Re: [PATCH kernel 6/9] x86/dma-direct: Stop changing encrypted page state for TDISP devices

From: Alexey Kardashevskiy

Date: Sun Mar 01 2026 - 19:01:55 EST




On 28/2/26 11:06, Jason Gunthorpe wrote:
On Wed, Feb 25, 2026 at 05:08:37PM +0000, Robin Murphy wrote:

I guess this comes back to the point I just raised on the previous patch -
the current assumption is that devices cannot access private memory at all,
and thus phys_to_dma() is implicitly only dealing with the mechanics of how
the given device accesses shared memory. Once that no longer holds, I don't
see how we can find the right answer without also consulting the relevant
state of paddr itself, and that really *should* be able to be commonly
abstracted across CoCo environments.

Definately, I think building on this is a good place to start

https://lore.kernel.org/all/20260223095136.225277-2-jiri@xxxxxxxxxxx/

cool, thanks for the pointer.

Probably this series needs to take DMA_ATTR_CC_DECRYPTED and push it
down into the phys_to_dma() and make the swiotlb shared allocation
code force set it.

But what value is stored in the phys_addr_t for shared pages on the
three arches? Does ARM and Intel set the high GPA/IPA bit in the
phys_addr or do they set it through the pgprot? What does AMD do?
ie can we test a bit in the phys_addr_t to reliably determine if it is
shared or private?

Without secure vIOMMU, no Cbit in the S2 table (==host) for any VM. SDTE (==IOMMU) decides on shared/private for the device, i.e. (device_cc_accepted()?private:shared).

With secure vIOMMU, PTEs in VM will or won't have the SME mask.

pci_device_add() enforces the FFFF_FFFF coherent DMA mask so
dma_alloc_coherent() fails when SME=on, this is how I ended up fixing
phys_to_dma() and not quite sure it is the right fix.

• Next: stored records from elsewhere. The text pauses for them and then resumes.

//! Heuristic scan of a collected failure report.
//!
//! Extraction is line-pattern based and intentionally loose: the input is
//! raw CI log text from arbitrary toolchains, so the goal is a useful
//! digest, not a parse.

use std::sync::LazyLock;

use regex::Regex;

static ERROR_PATTERNS: LazyLock<Vec<Regex>> = LazyLock::new(|| {
    compile(&[r"(?i)error: (.+)", r"ERROR (.+)", r"(?i)failed to (.+)"])
});

static WARNING_PATTERNS: LazyLock<Vec<Regex>> =
    LazyLock::new(|| compile(&[r"(?i)warning: (.+)", r"WARNING (.+)"]));

fn compile(patterns: &[&str]) -> Vec<Regex> {
    patterns.iter().map(|pattern| Regex::new(pattern).expect("static pattern")).collect()
}

/// Errors, warnings, and remediation hints extracted from log text.
#[derive(Debug, Clone, Default, PartialEq, Eq)]
pub struct LogAnalysis {
    pub errors: Vec<String>,
    pub warnings: Vec<String>,
    pub suggestions: Vec<String>,
}

impl LogAnalysis {
    pub fn is_empty(&self) -> bool {
        self.errors.is_empty() && self.warnings.is_empty()
    }
}

/// Analyze raw log text.
pub fn analyze(text: &str) -> LogAnalysis {
    let errors = extract(text, &ERROR_PATTERNS);
    let warnings = extract(text, &WARNING_PATTERNS);
    let suggestions = suggest(&errors);
    LogAnalysis { errors, warnings, suggestions }
}

/// First-match-wins, deduplicated in encounter order.
fn extract(text: &str, patterns: &[Regex]) -> Vec<String> {
    let mut found: Vec<String> = Vec::new();
    for pattern in patterns {
        for capture in pattern.captures_iter(text) {
            if let Some(matched) = capture.get(1) {
                let message = matched.as_str().trim().to_string();
                if !message.is_empty() && !found.contains(&message) {
                    found.push(message);
                }
            }
        }
    }
    found
}

fn suggest(errors: &[String]) -> Vec<String> {
    if errors.is_empty() {
        return Vec::new();
    }
    let text = errors.join(" ").to_lowercase();

    let mut suggestions = Vec::new();
    if text.contains("not found") {
        suggestions.push("Check that referenced files and paths exist".to_string());
    }
    if text.contains("permission") {
        suggestions
            .push("Check file permissions, including the executable bit on scripts".to_string());
    }
    if text.contains("syntax") {
        suggestions.push("Check the workflow YAML and script syntax".to_string());
    }
    if text.contains("dependency") {
        suggestions
            .push("Check that dependencies are installed before the failing step".to_string());
    }
    if text.contains("timeout") || text.contains("timed out") {
        suggestions.push("Raise the step timeout or split slow steps".to_string());
    }
    suggestions
}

Does AMD have the shared/private GPA split like ARM and Intel do? Ie
shared is always at a high GPA? What is the SME mask?

sorry but I do not follow this entirely.

In general, GPA != DMA handle. Cbit (bit51) is not an address bit in a GPA but it is a DMA handle so I mask it there.

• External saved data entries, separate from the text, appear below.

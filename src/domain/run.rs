//! Run and job state as reported by the CI provider.

use std::fmt;

/// Lifecycle state of a workflow run.
#[derive(Debug, Clone, PartialEq, Eq)]
pub enum RunStatus {
    Queued,
    InProgress,
    Completed,
    /// Any state outside the documented set (e.g. `waiting`). Non-terminal.
    Other(String),
}

impl RunStatus {
    pub fn parse(value: &str) -> Self {
        match value {
            "queued" => RunStatus::Queued,
            "in_progress" => RunStatus::InProgress,
            "completed" => RunStatus::Completed,
            other => RunStatus::Other(other.to_string()),
        }
    }

    /// A run is terminal only once the provider reports `completed`.
    pub fn is_terminal(&self) -> bool {
        matches!(self, RunStatus::Completed)
    }
}

impl fmt::Display for RunStatus {
    fn fmt(&self, f: &mut fmt::Formatter<'_>) -> fmt::Result {
        match self {
            RunStatus::Queued => write!(f, "queued"),
            RunStatus::InProgress => write!(f, "in_progress"),
            RunStatus::Completed => write!(f, "completed"),
            RunStatus::Other(value) => write!(f, "{value}"),
        }
    }
}

/// Terminal outcome classification of a completed run.
#[derive(Debug, Clone, PartialEq, Eq)]
pub enum RunConclusion {
    Success,
    Failure,
    Cancelled,
    Skipped,
    Neutral,
    Other(String),
}

impl RunConclusion {
    pub fn parse(value: &str) -> Self {
        match value {
            "success" => RunConclusion::Success,
            "failure" => RunConclusion::Failure,
            "cancelled" => RunConclusion::Cancelled,
            "skipped" => RunConclusion::Skipped,
            "neutral" => RunConclusion::Neutral,
            other => RunConclusion::Other(other.to_string()),
        }
    }

    pub fn is_success(&self) -> bool {
        matches!(self, RunConclusion::Success)
    }

    /// Failure and cancellation both count as failed for log collection.
    pub fn is_failed(&self) -> bool {
        matches!(self, RunConclusion::Failure | RunConclusion::Cancelled)
    }
}

impl fmt::Display for RunConclusion {
    fn fmt(&self, f: &mut fmt::Formatter<'_>) -> fmt::Result {
        match self {
            RunConclusion::Success => write!(f, "success"),
            RunConclusion::Failure => write!(f, "failure"),
            RunConclusion::Cancelled => write!(f, "cancelled"),
            RunConclusion::Skipped => write!(f, "skipped"),
            RunConclusion::Neutral => write!(f, "neutral"),
            RunConclusion::Other(value) => write!(f, "{value}"),
        }
    }
}

/// Point-in-time view of one run. Never persisted; re-fetched on every poll.
///
/// The conclusion is present iff the status is `completed`. Metadata fields
/// are advisory and may be absent when the provider query degrades.
#[derive(Debug, Clone)]
pub struct RunSnapshot {
    pub id: u64,
    pub status: RunStatus,
    pub conclusion: Option<RunConclusion>,
    pub url: Option<String>,
    pub workflow_name: Option<String>,
    pub head_branch: Option<String>,
    pub event: Option<String>,
    pub created_at: Option<String>,
    pub updated_at: Option<String>,
}

impl RunSnapshot {
    pub fn is_success(&self) -> bool {
        self.conclusion.as_ref().is_some_and(RunConclusion::is_success)
    }
}

/// One job within a run.
#[derive(Debug, Clone)]
pub struct JobRecord {
    /// Provider-assigned id; absent for jobs the listing has not registered.
    pub id: Option<u64>,
    pub name: String,
    pub status: RunStatus,
    pub conclusion: Option<RunConclusion>,
}

impl JobRecord {
    /// Jobs concluded as failure or cancelled get their logs collected.
    pub fn is_failed(&self) -> bool {
        self.conclusion.as_ref().is_some_and(RunConclusion::is_failed)
    }

    pub fn id_label(&self) -> String {
        match self.id {
            Some(id) => id.to_string(),
            None => "unknown".to_string(),
        }
    }
}

/// Run snapshot plus its job breakdown, as used by log collection.
#[derive(Debug, Clone)]
pub struct RunDetails {
    pub snapshot: RunSnapshot,
    pub jobs: Vec<JobRecord>,
}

With one exception - 1) host 2) mem_encrypt=on 3) iommu=pt, but we default to IOMMU in the case of host+mem_encrypt=on and don't have Cbit in host's DMA handles.

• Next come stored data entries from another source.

//! CLI Adapter.

use std::path::PathBuf;
use std::time::Duration;

use clap::{Parser, Subcommand};

use crate::adapters::git_command::GitCommandAdapter;
use crate::adapters::github_command::GitHubCommandAdapter;
use crate::app::commands::{analyze, collect, monitor, run as run_workflow, trigger};
use crate::app::config::ManagerConfig;
use crate::app::context::AppContext;
use crate::domain::{AppError, CancelToken};

#[derive(Parser)]
#[command(name = "wfm")]
#[command(version)]
#[command(
    about = "Trigger, monitor, and debug GitHub Actions workflow runs",
    long_about = None
)]
struct Cli {
    #[command(subcommand)]
    command: Commands,
}

#[derive(Subcommand)]
enum Commands {
    /// Trigger a workflow and resolve the new run id
    #[clap(visible_alias = "t")]
    Trigger {
        /// Workflow file path relative to the project root
        workflow_file: String,
        /// Git ref to run on (default: current branch)
        #[arg(short, long)]
        r#ref: Option<String>,
        /// Workflow input as key=value (repeatable)
        #[arg(short = 'f', long = "field", value_name = "KEY=VALUE")]
        fields: Vec<String>,
    },
    /// Watch a run until it completes, collecting logs on failure
    #[clap(visible_alias = "w")]
    Watch {
        /// Run id (default: the last triggered run)
        run_id: Option<u64>,
        /// Poll interval in seconds
        #[arg(short, long)]
        interval: Option<u64>,
    },
    /// Collect failure logs for a completed run
    #[clap(visible_alias = "l")]
    Logs {
        /// Run id
        run_id: u64,
    },
    /// Trigger a workflow and watch it to completion
    #[clap(visible_alias = "r")]
    Run {
        /// Workflow file path relative to the project root
        workflow_file: String,
        /// Git ref to run on (default: current branch)
        #[arg(short, long)]
        r#ref: Option<String>,
        /// Workflow input as key=value (repeatable)
        #[arg(short = 'f', long = "field", value_name = "KEY=VALUE")]
        fields: Vec<String>,
        /// Poll interval in seconds
        #[arg(short, long)]
        interval: Option<u64>,
    },
    /// Analyze a collected failure report
    #[clap(visible_alias = "a")]
    Analyze {
        /// Path to a collected log file
        log_file: PathBuf,
    },
}

/// Entry point for the CLI.
pub fn run() {
    let cli = Cli::parse();

    match dispatch(cli.command) {
        Ok(exit_code) => {
            if exit_code != 0 {
                std::process::exit(exit_code);
            }
        }
        Err(err) => {
            eprintln!("Error: {err}");
            std::process::exit(1);
        }
    }
}

fn dispatch(command: Commands) -> Result<i32, AppError> {
    let project_root = std::env::current_dir()?;
    let config = ManagerConfig::from_env(project_root.clone())?;
    let ctx = AppContext::new(
        GitHubCommandAdapter::new(),
        GitCommandAdapter::new(project_root),
        config,
    );

    match command {
        Commands::Trigger { workflow_file, r#ref, fields } => {
            let options =
                trigger::TriggerOptions { ref_name: r#ref, inputs: parse_fields(&fields)? };
            let outcome = trigger::execute(&ctx, &workflow_file, &options);
            if outcome.success {
                ctx.console().info(&outcome.message);
                Ok(0)
            } else {
                ctx.console().error(&outcome.message);
                Ok(1)
            }
        }
        Commands::Watch { run_id, interval } => {
            let options = monitor::MonitorOptions {
                poll_interval: interval
                    .map(Duration::from_secs)
                    .unwrap_or(ctx.config().poll_interval),
                cancel: CancelToken::new(),
            };
            Ok(monitor::execute(&ctx, run_id, &options).exit_code)
        }
        Commands::Logs { run_id } => match collect::execute(&ctx, run_id) {
            Some(path) => {
                ctx.console().info(&format!("Failure report saved to {}", path.display()));
                Ok(0)
            }
            None => {
                ctx.console().error("No logs could be collected");
                Ok(1)
            }
        },
        Commands::Run { workflow_file, r#ref, fields, interval } => {
            let options = run_workflow::RunOptions {
                ref_name: r#ref,
                inputs: parse_fields(&fields)?,
                poll_interval: interval.map(Duration::from_secs),
                cancel: CancelToken::new(),
            };
            Ok(run_workflow::execute(&ctx, &workflow_file, options).exit_code)
        }
        Commands::Analyze { log_file } => {
            let analysis = analyze::execute(&log_file)?;
            analyze::print(ctx.console(), &analysis);
            Ok(0)
        }
    }
}

fn parse_fields(fields: &[String]) -> Result<Vec<(String, String)>, AppError> {
    fields
        .iter()
        .map(|field| {
            field
                .split_once('=')
                .map(|(key, value)| (key.to_string(), value.to_string()))
                .ok_or_else(|| {
                    AppError::Configuration(format!("Invalid input '{field}': expected key=value"))
                })
        })
        .collect()
}
//! Log analysis: extract errors and remediation hints from a collected
//! failure report.

use std::fs;
use std::path::Path;

use crate::app::console::Console;
use crate::domain::{AppError, LogAnalysis, analysis};

/// Analyze a collected failure report file.
pub fn execute(log_file: &Path) -> Result<LogAnalysis, AppError> {
    let contents = fs::read_to_string(log_file)?;
    Ok(analysis::analyze(&contents))
}

/// Print an analysis in the operator-facing layout.
pub fn print(console: &Console, analysis: &LogAnalysis) {
    if analysis.is_empty() {
        console.info("No errors or warnings recognized in the log.");
        return;
    }

    if !analysis.errors.is_empty() {
        console.info(&format!("Errors ({}):", analysis.errors.len()));
        for error in &analysis.errors {
            console.info(&format!("  - {error}"));
        }
    }
    if !analysis.warnings.is_empty() {
        console.info(&format!("Warnings ({}):", analysis.warnings.len()));
        for warning in &analysis.warnings {
            console.info(&format!("  - {warning}"));
        }
    }
    if !analysis.suggestions.is_empty() {
        console.info("Suggestions:");
        for suggestion in &analysis.suggestions {
            console.info(&format!("  - {suggestion}"));
        }
    }
}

For CoCoVM, I could map everything again at the 1<<51 offset in the same S2 table to leak Cbit to the bus (useless though).

There is vTOM in SDTE which is "every phys_addr_t above vTOM is no Cbit, below - with Cbit" (and there is the same thing for the CPU side in SEV) but this not it, right?

AMD's SME mask for shared is 0, for private - 1<<51.